Bucket has a policy denying access from anywhere other than VPC (redshift cluster is in this VPC):

{
    "Version": "2012-10-17",
    "Id": "VPCOnlyPolicy",
    "Statement": [
        {
            "Sid": "Access-to-specific-VPC-only",
            "Effect": "Deny",
            "Principal": "*",
            "Action": "s3:*",
            "Resource": [
                "arn:aws:s3:::bucket/*",
                "arn:aws:s3:::bucket"
            ],
            "Condition": {
                "StringNotEquals": {
                    "aws:sourceVpc": "vpc-123456"
                }
            }
        }
    ]
}

We have no problem loading from publicly accessible buckets and if we remove this bucket policy we can copy the data with no problems.

The bucket is in the same region as redshift cluster.

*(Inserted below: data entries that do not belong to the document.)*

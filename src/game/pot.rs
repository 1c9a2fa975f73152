//! Pot ledger.
//!
//! Pots are built from street commitments when a betting street closes.
//! Folded chips go straight into the main pot. For the live players every
//! distinct all-in amount marks a level; the chips between two levels form
//! a band that belongs to one pot, and only the players who reached the
//! top of the band may win it. The lowest band joins the open pot, higher
//! bands start side pots, and chips above the highest all-in open the pot
//! for the next street.

use serde::{Deserialize, Serialize};
use std::collections::BTreeSet;

use super::{
    entities::{Chips, SeatIndex},
    ledger::Contribution,
};

#[derive(Clone, Debug, Default, Deserialize, Eq, PartialEq, Serialize)]
pub struct Pot {
    pub amount: Chips,
    /// Hand contribution at which this pot starts; zero for the main pot.
    pub bet_level: Chips,
    pub eligible: BTreeSet<SeatIndex>,
    /// An all-in player is eligible, so the pot can't take more chips.
    pub capped: bool,
}

impl Pot {
    fn new(bet_level: Chips) -> Self {
        Self {
            bet_level,
            ..Self::default()
        }
    }
}

#[derive(Clone, Debug, Default, Deserialize, Eq, PartialEq, Serialize)]
pub struct PotLedger {
    pots: Vec<Pot>,
    /// Hand contribution of a player who has matched every street so far.
    matched_level: Chips,
    /// Chips swept in so far.
    wagered: Chips,
    folded: BTreeSet<SeatIndex>,
}

impl PotLedger {
    #[must_use]
    pub fn new() -> Self {
        Self::default()
    }

    /// Main pot first, side pots in creation order.
    #[must_use]
    pub fn pots(&self) -> &[Pot] {
        &self.pots
    }

    #[must_use]
    pub fn total(&self) -> Chips {
        self.pots.iter().map(|pot| pot.amount).sum()
    }

    /// Chips swept into pots so far.
    #[must_use]
    pub fn wagered(&self) -> Chips {
        self.wagered
    }

    #[must_use]
    pub fn has_side_pots(&self) -> bool {
        self.pots.len() > 1
    }

    pub fn clear(&mut self) {
        *self = Self::default();
    }

    /// Drops a folded player from every pot, now and in future sweeps.
    pub fn remove_folded(&mut self, seat: SeatIndex) {
        self.folded.insert(seat);
        for pot in &mut self.pots {
            pot.eligible.remove(&seat);
        }
    }

    /// The last pot if it can still take chips, otherwise a new one.
    fn open_pot(&mut self, bet_level: Chips) -> &mut Pot {
        let needs_new = self.pots.last().is_none_or(|pot| pot.capped);
        if needs_new {
            self.pots.push(Pot::new(bet_level));
        }
        let idx = self.pots.len() - 1;
        &mut self.pots[idx]
    }

    fn main_pot(&mut self) -> &mut Pot {
        if self.pots.is_empty() {
            self.pots.push(Pot::new(0));
        }
        &mut self.pots[0]
    }

    /// Moves a closed street's commitments into the pots.
    ///
    /// # Panics
    ///
    /// Panics on inconsistent input (a seat listed twice, or a folded
    /// all-in) and when the pots no longer reconcile afterwards.
    pub fn sweep_round(&mut self, contributions: &[Contribution]) {
        let mut seen = BTreeSet::new();
        for c in contributions {
            assert!(seen.insert(c.seat), "seat {} swept twice", c.seat);
            assert!(
                !(c.folded && c.all_in),
                "seat {} is both folded and all-in",
                c.seat
            );
            if c.folded {
                self.remove_folded(c.seat);
            }
        }

        let round_total: Chips = contributions.iter().map(|c| c.committed).sum();
        if round_total == 0 {
            self.check_invariants();
            return;
        }

        let folded_total: Chips = contributions
            .iter()
            .filter(|c| c.folded)
            .map(|c| c.committed)
            .sum();
        if folded_total > 0 {
            self.main_pot().amount += folded_total;
        }

        let live: Vec<&Contribution> = contributions.iter().filter(|c| !c.folded).collect();
        let mut levels: Vec<Chips> = live
            .iter()
            .filter(|c| c.all_in && c.committed > 0)
            .map(|c| c.committed)
            .collect();
        levels.sort_unstable();
        levels.dedup();

        let base = self.matched_level;
        let mut prev = 0;
        for level in levels {
            let band: Chips = live
                .iter()
                .map(|c| c.committed.min(level) - c.committed.min(prev))
                .sum();
            let eligible = live
                .iter()
                .filter(|c| c.committed >= level)
                .map(|c| c.seat);
            let pot = self.open_pot(base + prev);
            pot.amount += band;
            pot.eligible.extend(eligible);
            pot.capped = true;
            prev = level;
        }

        let excess: Chips = live
            .iter()
            .map(|c| c.committed.saturating_sub(prev))
            .sum();
        if excess > 0 {
            let eligible = live
                .iter()
                .filter(|c| c.committed > prev)
                .map(|c| c.seat);
            let pot = self.open_pot(base + prev);
            pot.amount += excess;
            pot.eligible.extend(eligible);
        }

        let top = live.iter().map(|c| c.committed).max().unwrap_or(0);
        self.matched_level = base + top;
        self.wagered += round_total;
        self.check_invariants();
    }

    fn check_invariants(&self) {
        assert_eq!(
            self.total(),
            self.wagered,
            "pots hold ${} but ${} was wagered",
            self.total(),
            self.wagered
        );
        for (idx, pot) in self.pots.iter().enumerate() {
            assert!(
                pot.eligible.is_disjoint(&self.folded),
                "pot {idx} lists a folded player as eligible"
            );
            assert!(
                pot.amount == 0 || !pot.eligible.is_empty(),
                "pot {idx} holds ${} with nobody eligible",
                pot.amount
            );
        }
        for (idx, pair) in self.pots.windows(2).enumerate() {
            assert!(
                pair[0].bet_level <= pair[1].bet_level,
                "pot {} starts below pot {idx}",
                idx + 1
            );
            assert!(
                pair[1].eligible.is_subset(&pair[0].eligible),
                "pot {} has players missing from pot {idx}",
                idx + 1
            );
        }
    }
}

#[cfg(test)]
mod tests {
    use super::*;

    fn contrib(seat: SeatIndex, committed: Chips) -> Contribution {
        Contribution {
            seat,
            committed,
            folded: false,
            all_in: false,
        }
    }

    fn all_in(seat: SeatIndex, committed: Chips) -> Contribution {
        Contribution {
            all_in: true,
            ..contrib(seat, committed)
        }
    }

    fn folded(seat: SeatIndex, committed: Chips) -> Contribution {
        Contribution {
            folded: true,
            ..contrib(seat, committed)
        }
    }

    fn seats(list: &[SeatIndex]) -> BTreeSet<SeatIndex> {
        list.iter().copied().collect()
    }

    // === Single Street Tests ===

    #[test]
    fn test_no_all_in_single_main_pot() {
        let mut pots = PotLedger::new();
        pots.sweep_round(&[contrib(0, 20), contrib(1, 20), folded(2, 10)]);
        assert_eq!(pots.pots().len(), 1);
        assert_eq!(pots.pots()[0].amount, 50);
        assert_eq!(pots.pots()[0].bet_level, 0);
        assert_eq!(pots.pots()[0].eligible, seats(&[0, 1]));
    }

    #[test]
    fn test_short_all_in_creates_side_pot() {
        let mut pots = PotLedger::new();
        pots.sweep_round(&[
            contrib(0, 300),
            contrib(1, 300),
            all_in(2, 150),
            contrib(3, 300),
        ]);
        let [main, side] = pots.pots() else {
            panic!("expected two pots");
        };
        assert_eq!(main.amount, 600);
        assert_eq!(main.eligible, seats(&[0, 1, 2, 3]));
        assert_eq!(side.amount, 450);
        assert_eq!(side.bet_level, 150);
        assert_eq!(side.eligible, seats(&[0, 1, 3]));
    }

    #[test]
    fn test_multiple_all_in_levels() {
        let mut pots = PotLedger::new();
        pots.sweep_round(&[
            all_in(0, 50),
            all_in(1, 120),
            contrib(2, 300),
            contrib(3, 300),
        ]);
        let amounts: Vec<Chips> = pots.pots().iter().map(|p| p.amount).collect();
        assert_eq!(amounts, vec![200, 210, 360]);
        assert_eq!(pots.pots()[0].eligible, seats(&[0, 1, 2, 3]));
        assert_eq!(pots.pots()[1].eligible, seats(&[1, 2, 3]));
        assert_eq!(pots.pots()[2].eligible, seats(&[2, 3]));
        assert_eq!(pots.total(), 770);
    }

    #[test]
    fn test_equal_all_ins_share_a_level() {
        let mut pots = PotLedger::new();
        pots.sweep_round(&[all_in(0, 100), all_in(1, 100), contrib(2, 250)]);
        assert_eq!(pots.pots().len(), 2);
        assert_eq!(pots.pots()[0].amount, 300);
        assert_eq!(pots.pots()[1].amount, 150);
        assert_eq!(pots.pots()[1].eligible, seats(&[2]));
    }

    #[test]
    fn test_folded_chips_go_to_main_pot() {
        let mut pots = PotLedger::new();
        pots.sweep_round(&[all_in(0, 50), contrib(1, 200), folded(2, 100)]);
        let [main, side] = pots.pots() else {
            panic!("expected two pots");
        };
        assert_eq!(main.amount, 200);
        assert_eq!(main.eligible, seats(&[0, 1]));
        assert_eq!(side.amount, 150);
        assert_eq!(side.bet_level, 50);
        assert_eq!(side.eligible, seats(&[1]));

        let mut pots = PotLedger::new();
        pots.sweep_round(&[folded(0, 100), contrib(1, 300), all_in(2, 50)]);
        let amounts: Vec<Chips> = pots.pots().iter().map(|p| p.amount).collect();
        assert_eq!(amounts, vec![200, 250]);
        assert_eq!(pots.pots()[0].eligible, seats(&[1, 2]));
    }

    #[test]
    fn test_folded_chips_join_capped_main_pot() {
        let mut pots = PotLedger::new();
        pots.sweep_round(&[all_in(0, 20), contrib(1, 20), contrib(2, 20)]);
        pots.sweep_round(&[contrib(0, 0), contrib(1, 100), folded(2, 40)]);
        let amounts: Vec<Chips> = pots.pots().iter().map(|p| p.amount).collect();
        assert_eq!(amounts, vec![100, 100]);
        assert_eq!(pots.pots()[0].eligible, seats(&[0, 1]));
        assert_eq!(pots.pots()[1].eligible, seats(&[1]));
    }

    #[test]
    fn test_fold_above_short_all_in_leaves_no_orphan_pot() {
        // A short big blind all-in while the small blind folds more.
        let mut pots = PotLedger::new();
        pots.sweep_round(&[folded(0, 10), all_in(1, 5)]);
        let [main] = pots.pots() else {
            panic!("expected one pot");
        };
        assert_eq!(main.amount, 15);
        assert_eq!(main.eligible, seats(&[1]));
    }

    #[test]
    fn test_empty_street_changes_nothing() {
        let mut pots = PotLedger::new();
        pots.sweep_round(&[contrib(0, 0), contrib(1, 0)]);
        assert!(pots.pots().is_empty());
        assert_eq!(pots.wagered(), 0);
    }

    // === Multi Street Tests ===

    #[test]
    fn test_open_pot_carries_across_streets() {
        let mut pots = PotLedger::new();
        pots.sweep_round(&[contrib(0, 100), contrib(1, 100), contrib(2, 100)]);
        pots.sweep_round(&[all_in(0, 40), contrib(1, 80), contrib(2, 80)]);
        pots.sweep_round(&[contrib(0, 0), contrib(1, 50), contrib(2, 50)]);

        let [main, side] = pots.pots() else {
            panic!("expected two pots");
        };
        assert_eq!(main.amount, 420);
        assert!(main.capped);
        assert_eq!(main.eligible, seats(&[0, 1, 2]));
        assert_eq!(side.amount, 180);
        assert_eq!(side.bet_level, 140);
        assert_eq!(side.eligible, seats(&[1, 2]));
        assert_eq!(pots.wagered(), 600);
    }

    #[test]
    fn test_capped_pot_forces_new_pot_next_street() {
        let mut pots = PotLedger::new();
        pots.sweep_round(&[all_in(0, 100), contrib(1, 100), contrib(2, 100)]);
        assert_eq!(pots.pots().len(), 1);
        pots.sweep_round(&[contrib(0, 0), contrib(1, 50), contrib(2, 50)]);
        assert_eq!(pots.pots().len(), 2);
        assert_eq!(pots.pots()[1].amount, 100);
        assert_eq!(pots.pots()[1].bet_level, 100);
        assert_eq!(pots.pots()[1].eligible, seats(&[1, 2]));
    }

    #[test]
    fn test_fold_removes_eligibility_everywhere() {
        let mut pots = PotLedger::new();
        pots.sweep_round(&[contrib(0, 20), contrib(1, 20), contrib(2, 20)]);
        pots.remove_folded(2);
        assert_eq!(pots.pots()[0].eligible, seats(&[0, 1]));
        pots.sweep_round(&[contrib(0, 40), contrib(1, 40), folded(2, 0)]);
        assert_eq!(pots.pots()[0].eligible, seats(&[0, 1]));
        assert_eq!(pots.total(), 140);
    }

    #[test]
    fn test_clear() {
        let mut pots = PotLedger::new();
        pots.sweep_round(&[contrib(0, 20), contrib(1, 20)]);
        pots.clear();
        assert_eq!(pots, PotLedger::default());
    }

    // === Invariant Tests ===

    #[test]
    #[should_panic(expected = "both folded and all-in")]
    fn test_folded_all_in_is_rejected() {
        let mut pots = PotLedger::new();
        pots.sweep_round(&[Contribution {
            seat: 0,
            committed: 10,
            folded: true,
            all_in: true,
        }]);
    }

    #[test]
    #[should_panic(expected = "swept twice")]
    fn test_duplicate_seat_is_rejected() {
        let mut pots = PotLedger::new();
        pots.sweep_round(&[contrib(0, 10), contrib(0, 10)]);
    }
}
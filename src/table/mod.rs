//! Table driver and session runner.
//!
//! This module implements:
//! - Table: seats players, moves the button, plays hands with per-seat
//!   decision policies
//! - Session: runs many hands and keeps statistics
//! - TableSettings: table configuration and validation

pub mod config;
pub mod manager;
pub mod session;

pub use config::TableSettings;
pub use manager::{HandOutcome, Seat, Table};
pub use session::{NotableHand, Session, SessionStats};

use thiserror::Error;

use crate::game::{
    entities::SeatIndex,
    errors::{ActionError, HandError, VariantError},
};

#[derive(Debug, Error)]
pub enum TableError {
    #[error("table is full ({max} seats)")]
    TableFull { max: usize },
    #[error("{0} is already seated")]
    DuplicateName(String),
    #[error("{seats} seats but {policies} policies")]
    PolicyCountMismatch { seats: usize, policies: usize },
    #[error("invalid table settings: {0}")]
    InvalidSettings(String),
    #[error("seat {seat} can't act: {source}")]
    Refused {
        seat: SeatIndex,
        source: ActionError,
    },
    #[error("hand #{0} stopped with nobody to act")]
    HandStalled(u64),
    #[error(transparent)]
    Hand(#[from] HandError),
    #[error(transparent)]
    Variant(#[from] VariantError),
}
//! Hand evaluation.
//!
//! Everything here is a pure function over card slices. High hands use the
//! usual category order with a tie-break sequence built from the cards that
//! make the category. Low hands use ace-to-five ranking where the ace counts
//! as one and straights and flushes are ignored.

use serde::{Deserialize, Serialize};
use std::{cmp::Ordering, collections::BTreeMap, fmt};

use super::{
    constants::{LOW_QUALIFIER, UNQUALIFIED_LOW_VALUE},
    entities::{ACE, Card, Value},
};

/// High-hand categories numbered one through ten. `Incomplete` ranks below
/// everything and only describes hands with fewer than five cards.
#[derive(Clone, Copy, Debug, Deserialize, Eq, Hash, Ord, PartialEq, PartialOrd, Serialize)]
pub enum Category {
    Incomplete = 0,
    HighCard = 1,
    OnePair = 2,
    TwoPair = 3,
    ThreeOfAKind = 4,
    Straight = 5,
    Flush = 6,
    FullHouse = 7,
    FourOfAKind = 8,
    StraightFlush = 9,
    RoyalFlush = 10,
}

impl Category {
    #[must_use]
    pub const fn number(self) -> u8 {
        self as u8
    }
}

impl fmt::Display for Category {
    fn fmt(&self, f: &mut fmt::Formatter<'_>) -> fmt::Result {
        let repr = match self {
            Self::Incomplete => "Incomplete hand",
            Self::HighCard => "High Card",
            Self::OnePair => "One Pair",
            Self::TwoPair => "Two Pair",
            Self::ThreeOfAKind => "Three of a Kind",
            Self::Straight => "Straight",
            Self::Flush => "Flush",
            Self::FullHouse => "Full House",
            Self::FourOfAKind => "Four of a Kind",
            Self::StraightFlush => "Straight Flush",
            Self::RoyalFlush => "Royal Flush",
        };
        write!(f, "{repr}")
    }
}

fn value_name(value: Value) -> &'static str {
    match value {
        1 | 14 => "Ace",
        2 => "Two",
        3 => "Three",
        4 => "Four",
        5 => "Five",
        6 => "Six",
        7 => "Seven",
        8 => "Eight",
        9 => "Nine",
        10 => "Ten",
        11 => "Jack",
        12 => "Queen",
        13 => "King",
        _ => "?",
    }
}

fn value_plural(value: Value) -> String {
    match value {
        6 => "Sixes".to_string(),
        v => format!("{}s", value_name(v)),
    }
}

/// A totally ordered high-hand rank. Two ranks compare by category and then
/// by `values`; `cards` only records which five cards made the hand.
#[derive(Clone, Debug, Deserialize, Serialize)]
pub struct HandRank {
    pub category: Category,
    pub values: Vec<Value>,
    pub cards: Vec<Card>,
}

impl HandRank {
    #[must_use]
    pub fn is_complete(&self) -> bool {
        self.category != Category::Incomplete
    }
}

impl Ord for HandRank {
    fn cmp(&self, other: &Self) -> Ordering {
        self.category
            .cmp(&other.category)
            .then_with(|| self.values.cmp(&other.values))
    }
}

impl PartialOrd for HandRank {
    fn partial_cmp(&self, other: &Self) -> Option<Ordering> {
        Some(self.cmp(other))
    }
}

impl PartialEq for HandRank {
    fn eq(&self, other: &Self) -> bool {
        self.cmp(other) == Ordering::Equal
    }
}

impl Eq for HandRank {}

impl fmt::Display for HandRank {
    fn fmt(&self, f: &mut fmt::Formatter<'_>) -> fmt::Result {
        let first = self.values.first().copied().unwrap_or_default();
        let second = self.values.get(1).copied().unwrap_or_default();
        let category = self.category;
        let repr = match category {
            Category::Incomplete | Category::RoyalFlush => category.to_string(),
            Category::HighCard | Category::Straight | Category::Flush | Category::StraightFlush => {
                format!("{category}: {} high", value_name(first))
            }
            Category::OnePair | Category::ThreeOfAKind | Category::FourOfAKind => {
                format!("{category}: {}", value_plural(first))
            }
            Category::TwoPair => format!(
                "{category}: {} and {}",
                value_plural(first),
                value_plural(second)
            ),
            Category::FullHouse => format!(
                "{category}: {} full of {}",
                value_plural(first),
                value_plural(second)
            ),
        };
        write!(f, "{repr}")
    }
}

/// Groups values by multiplicity, largest group first and higher values
/// first within the same group size.
fn group_values(cards: &[Card]) -> Vec<(usize, Value)> {
    let mut counts: BTreeMap<Value, usize> = BTreeMap::new();
    for card in cards {
        *counts.entry(card.0).or_default() += 1;
    }
    let mut groups: Vec<(usize, Value)> = counts.into_iter().map(|(v, c)| (c, v)).collect();
    groups.sort_unstable_by(|a, b| b.cmp(a));
    groups
}

/// High card of a five-card straight, treating the wheel as five high.
fn straight_high(sorted_desc: &[Value]) -> Option<Value> {
    let distinct = sorted_desc.windows(2).all(|w| w[0] != w[1]);
    if !distinct || sorted_desc.len() != 5 {
        return None;
    }
    if sorted_desc[0] - sorted_desc[4] == 4 {
        Some(sorted_desc[0])
    } else if sorted_desc == [ACE, 5, 4, 3, 2] {
        Some(5)
    } else {
        None
    }
}

fn eval_five(cards: &[Card]) -> HandRank {
    let mut values: Vec<Value> = cards.iter().map(|c| c.0).collect();
    values.sort_unstable_by(|a, b| b.cmp(a));
    let is_flush = cards.windows(2).all(|w| w[0].1 == w[1].1);
    let straight = straight_high(&values);
    let groups = group_values(cards);

    let (category, values) = match (is_flush, straight) {
        (true, Some(ACE)) => (Category::RoyalFlush, vec![ACE]),
        (true, Some(high)) => (Category::StraightFlush, vec![high]),
        _ => match groups.as_slice() {
            [(4, quad), (1, kicker)] => (Category::FourOfAKind, vec![*quad, *kicker]),
            [(3, trips), (2, pair)] => (Category::FullHouse, vec![*trips, *pair]),
            _ if is_flush => (Category::Flush, values),
            _ if straight.is_some() => (Category::Straight, straight.into_iter().collect()),
            [(3, trips), (1, k1), (1, k2)] => (Category::ThreeOfAKind, vec![*trips, *k1, *k2]),
            [(2, high), (2, low), (1, kicker)] => (Category::TwoPair, vec![*high, *low, *kicker]),
            [(2, pair), rest @ ..] => {
                let mut tie_break = vec![*pair];
                tie_break.extend(rest.iter().map(|(_, v)| *v));
                (Category::OnePair, tie_break)
            }
            _ => (Category::HighCard, values),
        },
    };

    HandRank {
        category,
        values,
        cards: cards.to_vec(),
    }
}

/// Index combinations of `k` out of `n`, in lexicographic order.
fn combinations(n: usize, k: usize) -> Vec<Vec<usize>> {
    let mut out = Vec::new();
    if k > n {
        return out;
    }
    let mut idx: Vec<usize> = (0..k).collect();
    loop {
        out.push(idx.clone());
        let mut i = k;
        loop {
            if i == 0 {
                return out;
            }
            i -= 1;
            if idx[i] != i + n - k {
                break;
            }
            if i == 0 {
                return out;
            }
        }
        idx[i] += 1;
        for j in i + 1..k {
            idx[j] = idx[j - 1] + 1;
        }
    }
}

fn pick(cards: &[Card], idx: &[usize]) -> Vec<Card> {
    idx.iter().map(|&i| cards[i]).collect()
}

/// Best five-card high hand from any five of `cards`. Fewer than five
/// cards yields the `Incomplete` category with the values high to low.
#[must_use]
pub fn eval_high(cards: &[Card]) -> HandRank {
    if cards.len() < 5 {
        let mut values: Vec<Value> = cards.iter().map(|c| c.0).collect();
        values.sort_unstable_by(|a, b| b.cmp(a));
        return HandRank {
            category: Category::Incomplete,
            values,
            cards: cards.to_vec(),
        };
    }
    if cards.len() == 5 {
        return eval_five(cards);
    }
    combinations(cards.len(), 5)
        .iter()
        .map(|idx| eval_five(&pick(cards, idx)))
        .max()
        .unwrap_or_else(|| eval_five(&cards[..5]))
}

/// Best high hand using exactly two of `hole` and three of `board`.
#[must_use]
pub fn eval_omaha_high(hole: &[Card], board: &[Card]) -> HandRank {
    omaha_hands(hole, board)
        .iter()
        .map(|five| eval_five(five))
        .max()
        .unwrap_or_else(|| {
            let mut cards = hole.to_vec();
            cards.extend_from_slice(board);
            eval_high(&cards[..cards.len().min(4)])
        })
}

fn omaha_hands(hole: &[Card], board: &[Card]) -> Vec<Vec<Card>> {
    let mut hands = Vec::new();
    for hole_idx in combinations(hole.len(), 2) {
        for board_idx in combinations(board.len(), 3) {
            let mut five = pick(hole, &hole_idx);
            five.extend(pick(board, &board_idx));
            hands.push(five);
        }
    }
    hands
}

/// Ranks the face-up cards of a stud hand. Only pairs, trips and quads
/// count; straights and flushes need five cards.
#[must_use]
pub fn rank_exposed(cards: &[Card]) -> HandRank {
    if cards.len() >= 5 {
        return eval_high(cards);
    }
    let groups = group_values(cards);
    let category = match groups.as_slice() {
        [] => Category::Incomplete,
        [(4, _), ..] => Category::FourOfAKind,
        [(3, _), ..] => Category::ThreeOfAKind,
        [(2, _), (2, _), ..] => Category::TwoPair,
        [(2, _), ..] => Category::OnePair,
        _ => Category::HighCard,
    };
    let values = groups.iter().map(|(_, v)| *v).collect();
    HandRank {
        category,
        values,
        cards: cards.to_vec(),
    }
}

/// Penalty added per pair, trips or quads in an ace-to-five hand.
const fn group_penalty(count: usize) -> u32 {
    match count {
        2 => 100,
        3 => 300,
        4 => 500,
        _ => 0,
    }
}

/// An ace-to-five low rank. The ordering is by strength: a better (lower)
/// low compares greater, so lows and highs can share `argmax`.
#[derive(Clone, Debug, Deserialize, Serialize)]
pub struct LowHandRank {
    /// Five distinct ranks, all eight or below.
    pub qualified: bool,
    /// Inflation for paired hands; zero when all five ranks differ.
    pub penalty: u32,
    /// Low values (ace is one), ascending.
    pub values: Vec<Value>,
    pub cards: Vec<Card>,
}

impl LowHandRank {
    /// The rank of a hand with no qualifying low. Loses to every real low
    /// and ties with other unqualified hands.
    #[must_use]
    pub fn unqualified() -> Self {
        Self {
            qualified: false,
            penalty: u32::MAX,
            values: vec![UNQUALIFIED_LOW_VALUE; 5],
            cards: Vec::new(),
        }
    }

    #[must_use]
    pub fn is_unqualified(&self) -> bool {
        self.penalty == u32::MAX
    }
}

impl Ord for LowHandRank {
    fn cmp(&self, other: &Self) -> Ordering {
        // Lower penalty wins, then the lower sequence read from the top card.
        other.penalty.cmp(&self.penalty).then_with(|| {
            let ours = self.values.iter().rev();
            let theirs = other.values.iter().rev();
            theirs.cmp(ours)
        })
    }
}

impl PartialOrd for LowHandRank {
    fn partial_cmp(&self, other: &Self) -> Option<Ordering> {
        Some(self.cmp(other))
    }
}

impl PartialEq for LowHandRank {
    fn eq(&self, other: &Self) -> bool {
        self.cmp(other) == Ordering::Equal
    }
}

impl Eq for LowHandRank {}

impl fmt::Display for LowHandRank {
    fn fmt(&self, f: &mut fmt::Formatter<'_>) -> fmt::Result {
        if self.is_unqualified() {
            return write!(f, "No qualifying low");
        }
        let top = self.values.last().copied().unwrap_or_default();
        let sequence = self
            .values
            .iter()
            .rev()
            .map(|v| match v {
                1 => "A".to_string(),
                v => v.to_string(),
            })
            .collect::<Vec<_>>()
            .join("-");
        write!(f, "{} low: {sequence}", value_name(top))
    }
}

fn low_five(cards: &[Card]) -> LowHandRank {
    let mut values: Vec<Value> = cards.iter().map(Card::low_value).collect();
    values.sort_unstable();
    let penalty = group_values(cards)
        .iter()
        .map(|(count, _)| group_penalty(*count))
        .sum::<u32>();
    let qualified = penalty == 0 && values.iter().all(|v| *v <= LOW_QUALIFIER);
    LowHandRank {
        qualified,
        penalty,
        values,
        cards: cards.to_vec(),
    }
}

/// Best eight-or-better low from any five of `cards`, or the unqualified
/// rank when none exists.
#[must_use]
pub fn eval_low(cards: &[Card]) -> LowHandRank {
    combinations(cards.len(), 5)
        .iter()
        .map(|idx| low_five(&pick(cards, idx)))
        .filter(|low| low.qualified)
        .max()
        .unwrap_or_else(LowHandRank::unqualified)
}

/// Best ace-to-five low from any five of `cards` with no qualifier; paired
/// hands are ranked behind unpaired ones.
#[must_use]
pub fn eval_low_any(cards: &[Card]) -> LowHandRank {
    combinations(cards.len(), 5)
        .iter()
        .map(|idx| low_five(&pick(cards, idx)))
        .max()
        .unwrap_or_else(LowHandRank::unqualified)
}

/// Best eight-or-better low using exactly two of `hole` and three of `board`.
#[must_use]
pub fn eval_omaha_low(hole: &[Card], board: &[Card]) -> LowHandRank {
    omaha_hands(hole, board)
        .iter()
        .map(|five| low_five(five))
        .filter(|low| low.qualified)
        .max()
        .unwrap_or_else(LowHandRank::unqualified)
}

/// Best ace-to-five low using exactly two hole and three board cards, with
/// no qualifier.
#[must_use]
pub fn eval_omaha_low_any(hole: &[Card], board: &[Card]) -> LowHandRank {
    omaha_hands(hole, board)
        .iter()
        .map(|five| low_five(five))
        .max()
        .unwrap_or_else(LowHandRank::unqualified)
}

/// Indices of every item tied for the maximum.
pub fn argmax<T: Ord>(items: &[T]) -> Vec<usize> {
    let Some(best) = items.iter().max() else {
        return Vec::new();
    };
    items
        .iter()
        .enumerate()
        .filter(|(_, item)| *item == best)
        .map(|(i, _)| i)
        .collect()
}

When we run IAM role (redshift-copyunload) through the policy simulator it returns "permission allowed".

2
You need to provide more info. Provide the SQL query you use, the bucket name, region & the policies. One question though: is the bucket you try to fetch things from in the same region as your Redshift cluster? - Nicolas
this question has an answer here: stackoverflow.com/a/40540465/1517410 - ketan vijayvargiya

2 Answers

0
votes

Enable "Enhanced VPC Routing" on your Redshift. Without the "Enhanced VPC Routing" your Redshift traffic will be coming via Internet and your S3 bucket policy will deny access. See here: https://docs.aws.amazon.com/redshift/latest/mgmt/enhanced-vpc-enabling-cluster.html

0
votes

1 Check encription of bucket. According doc : https://docs.aws.amazon.com/en_us/redshift/latest/dg/c_loading-encrypted-files.html The COPY command automatically recognizes and loads files encrypted using SSE-S3 and SSE-KMS.

2 Check kms: rules on you key|role

3 If files from EMR, check Security configurations for S3.